En excluant Lila et Alma du lycée Henri-Wallon, c’est toute la communauté musulmane que l’on stigmatise. Les partisans de l’exclusion ont beau jeu de se défendre de toute volonté de stigmatiser les Musulmans, qui peut désormais ajouter foi à ces paroles ? En vérité, en excluant deux jeunes filles au comportement exemplaire et ne posant aucun problème de discipline, ils versent dans ce que précisément ils prétendent dénoncer.

Une décision inique

Le corps enseignant et l’administration du lycée n’ont pas seulement failli à leur devoir premier d’enseignement, ils se sont de surcroît mis hors la loi. Cette mesure d’exclusion viole en effet la jurisprudence du Conseil d’Etat ainsi que les dispositions de la charte européenne des droits de l’homme relatives à la liberté religieuse. Saisi de cette question, le Conseil d’État a en effet rendu un avis dénué de toute ambiguïté le 27 novembre 1989 (confirmé le 2 novembre 1992) : « Le port, par les élèves, de signes par lesquels ils entendent manifester leur appartenance à une religion n’est pas par lui-même incompatible avec la laïcité ». Ceux qui veulent réduire la laïcité à la négation du fait religieux à l’école procèdent d’une lecture biaisée des textes. En effet, la neutralité en matière religieuse ne s’applique pas aux élèves mais bel et bien aux locaux, aux programmes scolaires et aux personnels enseignants ; les élèves sont au contraire assurés de la liberté de manifester leurs convictions philosophiques et religieuses. La seule restriction concerne l’obligation d’assiduité et le refus de tout prosélytisme. Or, les jeunes filles en question ne se sont pas rendues coupables de faits pouvant légitimer leur exclusion au regard des textes de loi. En effet, le cas de Lila et Alma est en tous points éloigné de cette vision horrifique d’un intégrisme militant. Filles d’un athée se définissant lui-même comme « Juif sans Dieu » et d’une Algérienne non pratiquante, elles bénéficient d’un environnement familial peu suspect de militantisme religieux. Ainsi que le rappelle Laurent Lévy, le père des jeunes filles « on est très loin du schéma granguignolesque des intégristes ! ». (1)
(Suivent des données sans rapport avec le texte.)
//! Example: Proper error handling with retries.
//!
//! Refreshes the remote configuration, retrying transient failures with exponential
//! backoff. Parsing keeps working on the previous configuration throughout.
//!
//! # Usage
//!
//! ```bash
//! # Optional: try a URL that fails
//! export OTP_EXTRACT_CONFIG_URL="http://127.0.0.1:9/config.json"
//! cargo run --example error_handling
//! ```

use otp_extract::{
    ConfigHandle, ConfigRefresher, Error, OtpParser, ParserConfig, PatternOtpParser,
    RefreshConfig, DEFAULT_CONFIG_URL,
};
use std::env;
use std::time::Duration;

const MAX_RETRIES: u32 = 3;
const INITIAL_BACKOFF: Duration = Duration::from_secs(1);

/// Refresh with automatic retry for transient failures
async fn refresh_with_retry(refresher: &ConfigRefresher) -> Result<(), Error> {
    let mut backoff = INITIAL_BACKOFF;

    for attempt in 1..=MAX_RETRIES {
        println!("Refresh attempt {attempt}/{MAX_RETRIES}...");

        match refresher.refresh().await {
            Ok(()) => {
                println!("Configuration refreshed!");
                return Ok(());
            }
            Err(e) => {
                println!("  Error: {e}");
                println!("  Category: {}", e.category());
                println!("  Retryable: {}", e.is_retryable());

                if !e.is_retryable() || attempt == MAX_RETRIES {
                    return Err(e);
                }

                println!("  Retrying in {backoff:?}...");
                tokio::time::sleep(backoff).await;
                backoff *= 2; // Exponential backoff
            }
        }
    }

    Ok(())
}

#[tokio::main]
async fn main() {
    // Configuration errors are permanent
    match RefreshConfig::builder().remote_url("ftp://example.com").build() {
        Ok(_) => println!("Unexpectedly accepted an ftp URL"),
        Err(e) => println!("Invalid settings: {e} (retryable: {})", e.is_retryable()),
    }

    match ParserConfig::from_json(br#"{ "servicePatterns": "nope" }"#) {
        Ok(_) => println!("Unexpectedly decoded a bad document"),
        Err(e) => println!("Invalid document: {e} [{}]", e.category()),
    }

    let url = env::var("OTP_EXTRACT_CONFIG_URL").unwrap_or_else(|_| DEFAULT_CONFIG_URL.into());
    let settings = match RefreshConfig::builder()
        .remote_url(url)
        .request_timeout(Duration::from_secs(5))
        .build()
    {
        Ok(settings) => settings,
        Err(e) => {
            println!("Invalid settings: {e}");
            return;
        }
    };

    let handle = ConfigHandle::default();
    let refresher = ConfigRefresher::new(settings, handle.clone());
    let parser = PatternOtpParser::with_handle(handle);

    if let Err(e) = refresh_with_retry(&refresher).await {
        println!("Giving up, keeping the bundled configuration: {e}");
    }

    println!("{:?}", parser.parse("Your Lyft code is 744444"));
}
Le caractère ostentatoire attaché péremptoirement au foulard porté par ces jeunes filles est contredit par le souci constant qu’elles ont manifesté d’alléger autant que possible leur tenue vestimentaire, de façon à la rendre la plus discrète possible. Les deux sœurs ont en effet multiplié les compromis dans une volonté évidente de dénouer les crispations Les enseignants ont ils exigé des jeunes filles quelles modifient leur tenue, en l’égayant de couleurs vives, de motifs ? Alma et Lila se sont aussitôt exécutées dans un louable souci d’apaisement. Parallèlement, le père des jeunes filles a multiplié les contacts avec le proviseur, Lucien Nédélec afin de régler la situation à l’amiable. Las ! Le proviseur qui dans un premier temps avait paru se ranger à l’avis du père a fait volte face, soumis à d’intenses pressions de certaines enseignants engagés dans une campagne agressive en faveur de l’exclusion des élèves. C’est au professeur de sport qu’il a été intimé l’ordre de ne pas accepter Lila et Alma au motif soudain et inattendu de « non respect des règles d’hygiène » qui résulterait du port du foulard. Un motif qui ne fut jamais invoqué durant les longs mois où les deux jeunes filles assistaient sans être inquiétées aux cours de sport.
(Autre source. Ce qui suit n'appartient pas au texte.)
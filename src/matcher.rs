//! Pattern rules for extracting text from messages.
//!
//! This module provides the [`Matcher`] trait and [`PatternRule`], the compiled form of a
//! configured regular expression together with the capture group it extracts.
//!
//! # Example
//!
//! ```
//! use otp_extract::matcher::{Matcher, PatternRule};
//!
//! let rule = PatternRule::new(r"code:\s*(\d+)", 1).unwrap();
//! assert_eq!(rule.find_match("Your code: 42").as_deref(), Some("42"));
//!
//! // A rule must have the group it extracts
//! assert!(PatternRule::new(r"code:\s*\d+", 1).is_err());
//! ```

use crate::error::{Error, Result};
use regex::{Regex, RegexBuilder};
use std::borrow::Cow;
use std::collections::HashMap;
use std::sync::{LazyLock, Mutex, MutexGuard, PoisonError};

/// Upper bound on the compiled size of a configured pattern.
///
/// Service patterns repeat Unicode word classes up to 64 times, which outgrows the regex
/// crate's default limit.
const PATTERN_SIZE_LIMIT: usize = 64 * (1 << 20);

/// Number of compiled patterns kept before the cache is emptied.
const COMPILED_CAPACITY: usize = 512;

/// Compiled patterns keyed by their configured source.
///
/// A refreshed configuration usually repeats most of the patterns already in use, so only
/// the changed ones pay for compilation.
static COMPILED: LazyLock<Mutex<HashMap<String, Regex>>> = LazyLock::new(Mutex::default);

fn compiled() -> MutexGuard<'static, HashMap<String, Regex>> {
    COMPILED.lock().unwrap_or_else(PoisonError::into_inner)
}

/// Trait for matching and extracting content from message text.
///
/// Implemented by [`PatternRule`] and by configured custom patterns.
pub trait Matcher: Send + Sync {
    /// Attempts to find and extract matching content from the text.
    ///
    /// Returns `Some(matched_value)` if found, `None` otherwise.
    /// Uses `Cow<str>` to avoid allocations when the match can be borrowed
    /// directly from the input text.
    fn find_match<'a>(&self, text: &'a str) -> Option<Cow<'a, str>>;

    /// Returns a human-readable description of what this matcher looks for.
    ///
    /// Used in logging.
    fn description(&self) -> &str;
}

/// A compiled pattern plus the capture group it extracts.
///
/// Construction fails if the pattern does not compile or lacks the referenced group, so a
/// `PatternRule` that exists is always usable.
#[derive(Debug, Clone)]
pub struct PatternRule {
    regex: Regex,
    group: usize,
    description: String,
}

impl PatternRule {
    /// Compiles `pattern` with the configuration flags (case-insensitive, `.` matches
    /// newlines) and binds it to capture group `group`.
    ///
    /// # Errors
    ///
    /// Returns [`Error::InvalidPattern`] if the pattern does not compile and
    /// [`Error::MissingCaptureGroup`] if it has fewer than `group` groups.
    pub fn new(pattern: &str, group: usize) -> Result<Self> {
        let regex = compile_pattern(pattern)?;
        Self::from_regex(regex, group)
    }

    /// Wraps an already compiled regex.
    ///
    /// # Errors
    ///
    /// Returns [`Error::MissingCaptureGroup`] if the regex has fewer than `group` groups.
    pub fn from_regex(regex: Regex, group: usize) -> Result<Self> {
        // captures_len() counts the implicit whole-match group 0
        if group >= regex.captures_len() {
            return Err(Error::MissingCaptureGroup {
                pattern: regex.as_str().to_string(),
                group,
            });
        }
        Ok(Self {
            description: format!("pattern: {}", regex.as_str()),
            regex,
            group,
        })
    }

    /// Returns the extracted group of the first match, if the group participated.
    #[must_use]
    pub fn capture<'a>(&self, text: &'a str) -> Option<&'a str> {
        self.regex
            .captures(text)
            .and_then(|caps| caps.get(self.group))
            .map(|m| m.as_str())
    }

    /// Returns the extracted group of every non-overlapping match, in order.
    pub fn capture_all<'a>(&'a self, text: &'a str) -> impl Iterator<Item = &'a str> + 'a {
        self.regex
            .captures_iter(text)
            .filter_map(|caps| caps.get(self.group).map(|m| m.as_str()))
    }

    /// Returns `true` if the pattern matches anywhere in `text`.
    #[must_use]
    pub fn is_match(&self, text: &str) -> bool {
        self.regex.is_match(text)
    }

    /// Returns the capture group index this rule extracts.
    #[must_use]
    pub fn group(&self) -> usize {
        self.group
    }

    /// Returns the compiled pattern source.
    #[must_use]
    pub fn as_str(&self) -> &str {
        self.regex.as_str()
    }
}

impl Matcher for PatternRule {
    fn find_match<'a>(&self, text: &'a str) -> Option<Cow<'a, str>> {
        self.capture(text).map(Cow::Borrowed)
    }

    fn description(&self) -> &str {
        &self.description
    }
}

/// Compiles a configured pattern: case-insensitive, `.` matching newlines, ICU-style
/// `\uXXXX` escapes accepted.
///
/// # Errors
///
/// Returns [`Error::InvalidPattern`] carrying the original source on failure.
///
/// Compiled patterns are cached process-wide, so compiling the same source again is cheap.
pub fn compile_pattern(pattern: &str) -> Result<Regex> {
    if let Some(regex) = compiled().get(pattern) {
        return Ok(regex.clone());
    }

    // Compiled without holding the lock
    let regex = RegexBuilder::new(&translate_unicode_escapes(pattern))
        .case_insensitive(true)
        .dot_matches_new_line(true)
        .size_limit(PATTERN_SIZE_LIMIT)
        .build()
        .map_err(|source| Error::InvalidPattern {
            pattern: pattern.to_string(),
            source,
        })?;

    let mut cache = compiled();
    if cache.len() >= COMPILED_CAPACITY {
        cache.clear();
    }
    cache.insert(pattern.to_string(), regex.clone());
    Ok(regex)
}

/// Rewrites `\uXXXX` escapes to the `\x{XXXX}` form understood by the regex crate.
///
/// Escaped backslashes (`\\u...`) are left alone.
fn translate_unicode_escapes(pattern: &str) -> Cow<'_, str> {
    if !pattern.contains("\\u") {
        return Cow::Borrowed(pattern);
    }

    let chars: Vec<char> = pattern.chars().collect();
    let mut out = String::with_capacity(pattern.len() + 8);
    let mut i = 0;
    while i < chars.len() {
        if chars[i] != '\\' || i + 1 >= chars.len() {
            out.push(chars[i]);
            i += 1;
            continue;
        }

        let hex = chars.get(i + 2..i + 6);
        match hex {
            Some(digits)
                if chars[i + 1] == 'u' && digits.iter().all(char::is_ascii_hexdigit) =>
            {
                out.push_str("\\x{");
                out.extend(digits);
                out.push('}');
                i += 6;
            }
            _ => {
                out.push(chars[i]);
                out.push(chars[i + 1]);
                i += 2;
            }
        }
    }
    Cow::Owned(out)
}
C’est ainsi que Lila et Alma ont été exclues au motif d absentéisme alors même quelles étaient interdites d’accès aux cours de sport ! Ce n’est pas la première fois que l’on construit de toutes pièces un motif d’exclusion des jeunes filles voilées. (2) Un procédé peu scrupuleux pour ne pas dire malhonnête qui témoigne à lui seul du caractère inique de cette exclusion. En plus de l’aspect soudain de cette crise, l’exclusion intervient au moment même où se déroulent les travaux de la commission Stasi en vue de statuer définitivement sur l’épineuse question du voile à l’école. Une singulière coïncidence qui fait naître les pires craintes sur le caractère exemplaire de cette exclusion.
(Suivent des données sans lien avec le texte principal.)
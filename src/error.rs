//! Error types for the otp-extract crate.
//!
//! Extraction itself never fails: [`OtpParser::parse`](crate::OtpParser::parse) returns
//! `None` when no code is found and skips rules it cannot use. These errors surface from
//! the configuration side (building rules, decoding documents, fetching updates) and from
//! message adapters. See [`Error::is_retryable`] for the retry classification.

use std::path::PathBuf;
use std::time::Duration;
use thiserror::Error;

/// Result type alias using [`Error`].
pub type Result<T> = std::result::Result<T, Error>;

/// Errors that can occur while configuring or refreshing the extraction engine.
#[derive(Debug, Error)]
#[non_exhaustive]
pub enum Error {
    // ─────────────────────────────────────────────────────────────────────────
    // Rule / configuration errors (NOT retryable)
    // ─────────────────────────────────────────────────────────────────────────
    /// A regular expression failed to compile.
    #[error("invalid pattern '{pattern}'")]
    InvalidPattern {
        /// The pattern source as written in the configuration.
        pattern: String,
        /// The underlying regex error.
        #[source]
        source: regex::Error,
    },

    /// A rule references a capture group its pattern does not have.
    #[error("pattern '{pattern}' has no capture group {group}")]
    MissingCaptureGroup {
        /// The pattern source.
        pattern: String,
        /// The capture group index the rule expects.
        group: usize,
    },

    /// Invalid settings provided.
    #[error("invalid configuration: {message}")]
    InvalidConfig {
        /// Description of the configuration error.
        message: String,
    },

    // ─────────────────────────────────────────────────────────────────────────
    // Document errors (NOT retryable - the same bytes decode the same way)
    // ─────────────────────────────────────────────────────────────────────────
    /// A configuration or language document could not be decoded.
    #[error("failed to decode configuration document")]
    DecodeConfig {
        /// The underlying JSON error.
        #[source]
        source: serde_json::Error,
    },

    /// A configuration could not be encoded.
    #[error("failed to encode configuration document")]
    EncodeConfig {
        /// The underlying JSON error.
        #[source]
        source: serde_json::Error,
    },

    /// A raw message could not be parsed.
    #[error("failed to parse message")]
    ParseMessage {
        /// The underlying parse error.
        #[source]
        source: mailparse::MailParseError,
    },

    // ─────────────────────────────────────────────────────────────────────────
    // Local cache errors (NOT retryable)
    // ─────────────────────────────────────────────────────────────────────────
    /// Failed to read the cached configuration.
    #[error("failed to read configuration cache {}", .path.display())]
    ReadCache {
        /// The cache file path.
        path: PathBuf,
        /// The underlying I/O error.
        #[source]
        source: std::io::Error,
    },

    /// Failed to write the cached configuration.
    #[error("failed to write configuration cache {}", .path.display())]
    WriteCache {
        /// The cache file path.
        path: PathBuf,
        /// The underlying I/O error.
        #[source]
        source: std::io::Error,
    },

    // ─────────────────────────────────────────────────────────────────────────
    // Remote fetch errors (RETRYABLE on the next refresh)
    // ─────────────────────────────────────────────────────────────────────────
    /// The HTTP request for the remote configuration failed.
    #[error("failed to fetch configuration from {url}")]
    FetchConfig {
        /// The configuration URL.
        url: String,
        /// The underlying HTTP error.
        #[source]
        source: reqwest::Error,
    },

    /// The remote configuration answered with a non-200 status.
    #[error("configuration fetch from {url} returned HTTP {status}")]
    FetchStatus {
        /// The configuration URL.
        url: String,
        /// The HTTP status code received.
        status: u16,
    },

    /// The remote configuration did not answer in time.
    #[error("configuration fetch from {url} timed out after {timeout:?}")]
    FetchTimeout {
        /// The configuration URL.
        url: String,
        /// The timeout duration that was exceeded.
        timeout: Duration,
    },

    /// Another refresh is already running.
    #[error("a configuration refresh is already in progress")]
    RefreshInProgress,

    /// The background task compiling a configuration was cancelled, usually because the
    /// runtime is shutting down.
    #[error("configuration compile task did not complete")]
    CompileAborted {
        /// The underlying join error.
        #[source]
        source: tokio::task::JoinError,
    },
}

impl Error {
    /// Returns `true` if this error represents a transient failure that might succeed on
    /// the next scheduled refresh.
    ///
    /// ```
    /// use otp_extract::Error;
    ///
    /// assert!(Error::RefreshInProgress.is_retryable());
    /// assert!(!Error::InvalidConfig { message: "bad".into() }.is_retryable());
    /// ```
    #[must_use]
    pub fn is_retryable(&self) -> bool {
        match self {
            Error::FetchConfig { .. }
            | Error::FetchTimeout { .. }
            | Error::RefreshInProgress
            | Error::CompileAborted { .. } => true,

            // Server-side trouble may clear up; client errors will not.
            Error::FetchStatus { status, .. } => *status >= 500 || *status == 429,

            Error::InvalidPattern { .. }
            | Error::MissingCaptureGroup { .. }
            | Error::InvalidConfig { .. }
            | Error::DecodeConfig { .. }
            | Error::EncodeConfig { .. }
            | Error::ParseMessage { .. }
            | Error::ReadCache { .. }
            | Error::WriteCache { .. } => false,
        }
    }

    /// Returns the error category for metrics/logging purposes.
    #[must_use]
    pub fn category(&self) -> ErrorCategory {
        match self {
            Error::InvalidPattern { .. }
            | Error::MissingCaptureGroup { .. }
            | Error::InvalidConfig { .. } => ErrorCategory::Configuration,

            Error::DecodeConfig { .. } | Error::EncodeConfig { .. } | Error::ParseMessage { .. } => {
                ErrorCategory::Decode
            }

            Error::ReadCache { .. } | Error::WriteCache { .. } => ErrorCategory::Io,

            Error::FetchConfig { .. } | Error::FetchStatus { .. } => ErrorCategory::Network,

            Error::FetchTimeout { .. } => ErrorCategory::Timeout,

            Error::RefreshInProgress | Error::CompileAborted { .. } => ErrorCategory::Busy,
        }
    }
}

/// Error categories for metrics and logging.
#[derive(Debug, Clone, Copy, PartialEq, Eq, Hash)]
pub enum ErrorCategory {
    /// Invalid rules or settings.
    Configuration,
    /// Malformed documents or messages.
    Decode,
    /// Local cache file errors.
    Io,
    /// Network errors while fetching configuration.
    Network,
    /// Timeout errors.
    Timeout,
    /// A concurrent operation is already running.
    Busy,
}

impl std::fmt::Display for ErrorCategory {
    fn fmt(&self, f: &mut std::fmt::Formatter<'_>) -> std::fmt::Result {
        match self {
            ErrorCategory::Configuration => write!(f, "configuration"),
            ErrorCategory::Decode => write!(f, "decode"),
            ErrorCategory::Io => write!(f, "io"),
            ErrorCategory::Network => write!(f, "network"),
            ErrorCategory::Timeout => write!(f, "timeout"),
            ErrorCategory::Busy => write!(f, "busy"),
        }
    }
}

#[cfg(test)]
mod tests {
    use super::*;

    fn decode_error() -> Error {
        let source = serde_json::from_str::<serde_json::Value>("{").unwrap_err();
        Error::DecodeConfig { source }
    }

    #[test]
    fn test_retryable_classification() {
        // Rule errors are not retryable
        let err = Error::MissingCaptureGroup {
            pattern: "abc".into(),
            group: 1,
        };
        assert!(!err.is_retryable());

        // A bad document stays bad
        assert!(!decode_error().is_retryable());

        // Timeouts and overlapping refreshes clear up on the next cycle
        let err = Error::FetchTimeout {
            url: "https://example.com/config.json".into(),
            timeout: Duration::from_secs(30),
        };
        assert!(err.is_retryable());
        assert!(Error::RefreshInProgress.is_retryable());
    }

    #[test]
    fn test_status_retryability() {
        let status = |status| Error::FetchStatus {
            url: "https://example.com/config.json".into(),
            status,
        };
        assert!(status(503).is_retryable());
        assert!(status(429).is_retryable());
        assert!(!status(404).is_retryable());
    }

    #[test]
    fn test_error_categories() {
        let err = Error::InvalidConfig {
            message: "zero interval".into(),
        };
        assert_eq!(err.category(), ErrorCategory::Configuration);

        assert_eq!(decode_error().category(), ErrorCategory::Decode);

        let err = Error::WriteCache {
            path: PathBuf::from("/tmp/config.json"),
            source: std::io::Error::new(std::io::ErrorKind::PermissionDenied, "denied"),
        };
        assert_eq!(err.category(), ErrorCategory::Io);

        assert_eq!(Error::RefreshInProgress.category(), ErrorCategory::Busy);
    }

    #[tokio::test]
    async fn test_aborted_compile_is_busy() {
        let task = tokio::spawn(std::future::pending::<()>());
        task.abort();
        let source = task.await.unwrap_err();
        assert!(source.is_cancelled());

        let err = Error::CompileAborted { source };
        assert!(err.is_retryable());
        assert_eq!(err.category(), ErrorCategory::Busy);
    }

    #[test]
    fn test_category_display() {
        assert_eq!(ErrorCategory::Network.to_string(), "network");
        assert_eq!(ErrorCategory::Busy.to_string(), "busy");
    }

    #[test]
    fn test_cache_error_mentions_path() {
        let err = Error::ReadCache {
            path: PathBuf::from("/var/cache/otp.json"),
            source: std::io::Error::new(std::io::ErrorKind::NotFound, "missing"),
        };
        assert!(err.to_string().contains("/var/cache/otp.json"));
    }
}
Parmi les arguments avancés, on évoque des considérations « féministes » pour justifier l’exclusion des jeunes filles voilées : c’est en vérité une lecture bien singulière du féminisme qui légitime que l’on prive d’enseignement deux jeunes filles studieuses et par là que l’on compromette gravement leur avenir en toute conscience ! Or, quelle voie plus noble et plus élevée que l’instruction pour promouvoir l’émancipation féminine ?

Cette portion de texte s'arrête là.